Sin embargo, a menos de veinte años de la afirmación de Joad, la Iglesia entraría en un período en el que los fieles de todo el mundo serían arrojados en una confusión doctrinal como no se había visto desde la Reforma, y en la que los propios pastores de la Iglesia estarían al frente de las novedades ganadoras y de todo tipo en la Iglesia. Al día de hoy, la mayoría de los miembros de la jerarquía, empapados en el espíritu del Concilio durante su juventud, transmiten el mensaje de abandonar el viejo, rígido, y seco autoritarismo de la Iglesia pre-conciliar.

Esta llamativa contradicción entre las características externas de la Iglesia antes y después del Concilio, indica que los católicos conservadores que intentaron defender la ortodoxia de los documentos conciliares, o de las declaraciones papales individuales de los Papas post-conciliares, en gran medida no terminan de comprender. El demostrar que el Concilio no enseñó nada técnicamente heterodoxo no es suficiente para resolver la objeción central en su contra, que es que ha introducido un espíritu de novedades y apertura al cambio doctrinal que era y es diametralmente opuesto al que la Iglesia tuvo siempre antes del Concilio. Parafraseando el viejo dicho de que el medio es el mensaje, cuando se trata de la forma en la que el mundo exterior percibe a la fe, en sentido práctico, la actitud de la Iglesia es su enseñanza. El mundo, perdido en la oscuridad espiritual, tal vez no discierna los matices precisos de la enseñanza doctrinal de la Iglesia, pero puede diferenciar la forma y la apariencia de un enemigo devoto de aquel que es un lánguido cómplice. En una época, el mundo no tenía dificultades para reconocer a la Iglesia como el primero, sin importar cuán grande era su enemistad. Hoy, en la era del padre James Martin y el papa Francisco, al mundo le cuesta cada vez más reconocer en la Iglesia al viejo enemigo que una vez tuvo.

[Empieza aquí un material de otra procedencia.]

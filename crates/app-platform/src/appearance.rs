//! System appearance sources
//!
//! The theme layer reads the host's light/dark preference through
//! [`AppearanceSource`] and observes changes through a `watch` channel.

use std::sync::Arc;
use style_tokens::ColorScheme;
use tokio::sync::watch;

use crate::error::Result;

/// Host light/dark preference
pub trait AppearanceSource: Send + Sync {
    /// Current system scheme
    fn current(&self) -> ColorScheme;

    /// Register for changes
    ///
    /// Fails when the host cannot deliver change events; callers then keep
    /// the scheme returned by [`AppearanceSource::current`].
    fn subscribe(&self) -> Result<watch::Receiver<ColorScheme>>;
}

/// A scheme that never changes
#[derive(Debug)]
pub struct StaticAppearance {
    tx: watch::Sender<ColorScheme>,
}

impl StaticAppearance {
    /// Fixed scheme
    pub fn new(scheme: ColorScheme) -> Self {
        let (tx, _) = watch::channel(scheme);
        Self { tx }
    }
}

impl Default for StaticAppearance {
    fn default() -> Self {
        Self::new(ColorScheme::Light)
    }
}

impl AppearanceSource for StaticAppearance {
    fn current(&self) -> ColorScheme {
        *self.tx.borrow()
    }

    fn subscribe(&self) -> Result<watch::Receiver<ColorScheme>> {
        Ok(self.tx.subscribe())
    }
}

/// Appearance pushed by the host shell
///
/// Clones share one channel, so the host keeps a clone to report changes.
#[derive(Debug, Clone)]
pub struct HostAppearance {
    tx: Arc<watch::Sender<ColorScheme>>,
}

impl HostAppearance {
    /// Start with `initial`
    pub fn new(initial: ColorScheme) -> Self {
        let (tx, _) = watch::channel(initial);
        Self { tx: Arc::new(tx) }
    }

    /// Report a system scheme; observers are woken only on change
    pub fn set(&self, scheme: ColorScheme) {
        let changed = self.tx.send_if_modified(|current| {
            if *current == scheme {
                return false;
            }
            *current = scheme;
            true
        });
        if changed {
            tracing::debug!(scheme = %scheme, "System appearance changed");
        }
    }
}

impl AppearanceSource for HostAppearance {
    fn current(&self) -> ColorScheme {
        *self.tx.borrow()
    }

    fn subscribe(&self) -> Result<watch::Receiver<ColorScheme>> {
        Ok(self.tx.subscribe())
    }
}
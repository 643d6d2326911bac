//! Design tokens for the unistyle engine
//!
//! This crate is the leaf of the style pipeline. It holds the token
//! registry (an immutable, category-keyed dictionary of design values),
//! the breakpoint scale derived from it, and the light/dark color scheme.
//!
//! # Example
//!
//! ```rust
//! use style_tokens::{TokenCategory, TokenSet, StyleValue};
//!
//! let base = TokenSet::complete();
//! let overrides = TokenSet::new().with(TokenCategory::Colors, "primary500", "#FF5500");
//!
//! let merged = base.merge(&overrides);
//! assert_eq!(
//!     merged.get(TokenCategory::Colors, "primary500"),
//!     Some(&StyleValue::from("#FF5500"))
//! );
//! // Unknown keys are not errors
//! assert!(merged.get(TokenCategory::Space, "nope").is_none());
//! ```

#![warn(missing_docs)]
#![warn(clippy::all)]

pub mod breakpoint;
pub mod category;
pub mod defaults;
pub mod error;
pub mod scheme;
pub mod set;
pub mod value;

pub use breakpoint::{Breakpoint, BreakpointScale};
pub use category::TokenCategory;
pub use defaults::dark_overrides;
pub use error::{Result, TokenError};
pub use scheme::ColorScheme;
pub use set::{merge, TokenMap, TokenSet};
pub use value::{Shadow, StyleValue};
//! Live theme state
//!
//! This crate owns the application's theme mode (light, dark or following
//! the system), persists it, observes the system appearance, and publishes
//! the active token set for the current scheme.
//!
//! # Example
//!
//! ```rust
//! use std::sync::Arc;
//! use app_platform::StaticAppearance;
//! use storage::MemoryStore;
//! use style_tokens::ColorScheme;
//! use theme_state::{ThemeConfig, ThemeMode, ThemeProvider};
//!
//! let provider = ThemeProvider::mount(
//!     ThemeConfig::new(),
//!     Arc::new(MemoryStore::new()),
//!     Arc::new(StaticAppearance::new(ColorScheme::Dark)),
//! );
//! assert!(provider.is_dark());
//!
//! provider.set_mode(ThemeMode::Light);
//! assert!(!provider.is_dark());
//! ```

#![warn(missing_docs)]
#![warn(clippy::all)]

pub mod config;
pub mod error;
pub mod mode;
pub mod provider;

pub use config::{ThemeConfig, DEFAULT_PERSISTENCE_KEY};
pub use error::{Result, ThemeError};
pub use mode::ThemeMode;
pub use provider::{ThemeHandle, ThemeProvider, ThemeSnapshot};
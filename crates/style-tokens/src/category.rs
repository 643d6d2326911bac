//! Token categories

use serde::{Deserialize, Serialize};
use std::fmt;
use std::str::FromStr;

use crate::error::TokenError;

/// A token category: the namespace a token key is looked up in
#[derive(Debug, Clone, Copy, PartialEq, Eq, PartialOrd, Ord, Hash, Serialize, Deserialize)]
#[serde(rename_all = "camelCase")]
pub enum TokenCategory {
    /// Color values
    Colors,
    /// Spacing scale (margin, padding, gap, offsets)
    Space,
    /// Dimension scale (width, height)
    Size,
    /// Font families
    Fonts,
    /// Font sizes
    FontSizes,
    /// Font weights
    FontWeights,
    /// Line heights
    LineHeights,
    /// Letter spacing
    LetterSpacings,
    /// Border radii
    Radii,
    /// Border widths
    BorderWidths,
    /// Shadows
    Shadows,
    /// Breakpoint minimum widths
    Breakpoints,
    /// Animation durations in milliseconds
    Durations,
    /// Animation easing curves
    Easings,
    /// Stacking layers
    ZIndices,
}

impl TokenCategory {
    /// All categories, in declaration order
    pub const ALL: [TokenCategory; 15] = [
        TokenCategory::Colors,
        TokenCategory::Space,
        TokenCategory::Size,
        TokenCategory::Fonts,
        TokenCategory::FontSizes,
        TokenCategory::FontWeights,
        TokenCategory::LineHeights,
        TokenCategory::LetterSpacings,
        TokenCategory::Radii,
        TokenCategory::BorderWidths,
        TokenCategory::Shadows,
        TokenCategory::Breakpoints,
        TokenCategory::Durations,
        TokenCategory::Easings,
        TokenCategory::ZIndices,
    ];

    /// Serialized name of the category
    pub fn as_str(&self) -> &'static str {
        match self {
            TokenCategory::Colors => "colors",
            TokenCategory::Space => "space",
            TokenCategory::Size => "size",
            TokenCategory::Fonts => "fonts",
            TokenCategory::FontSizes => "fontSizes",
            TokenCategory::FontWeights => "fontWeights",
            TokenCategory::LineHeights => "lineHeights",
            TokenCategory::LetterSpacings => "letterSpacings",
            TokenCategory::Radii => "radii",
            TokenCategory::BorderWidths => "borderWidths",
            TokenCategory::Shadows => "shadows",
            TokenCategory::Breakpoints => "breakpoints",
            TokenCategory::Durations => "durations",
            TokenCategory::Easings => "easings",
            TokenCategory::ZIndices => "zIndices",
        }
    }
}

impl fmt::Display for TokenCategory {
    fn fmt(&self, f: &mut fmt::Formatter<'_>) -> fmt::Result {
        f.write_str(self.as_str())
    }
}

impl FromStr for TokenCategory {
    type Err = TokenError;

    fn from_str(s: &str) -> Result<Self, Self::Err> {
        TokenCategory::ALL
            .iter()
            .copied()
            .find(|c| c.as_str() == s)
            .ok_or_else(|| TokenError::UnknownCategory(s.to_string()))
    }
}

La Iglesia debe convertirse una vez más en signo de contradicción. Pero para ser ese signo, no es suficiente con que la Iglesia mantenga simplemente la ortodoxia doctrinal. Se necesita algo más: una recuperación colectiva del viejo sentido de certeza sobre las enseñanzas de la Iglesia y la autosuficiencia de los recursos espirituales de la Iglesia. El mundo no se convertirá por medio una Iglesia que sale a hacer alianzas con su decadencia espiritual. Es la Iglesia en su viejo atuendo, el atuendo de la confianza y la fortaleza en la verdad de su enseñanza y en la gravedad del error espiritual, y solo ella, la que será reconocida por el mundo como el signo de contradicción que fue su Esposo mucho tiempo atrás, y que continúa siendo.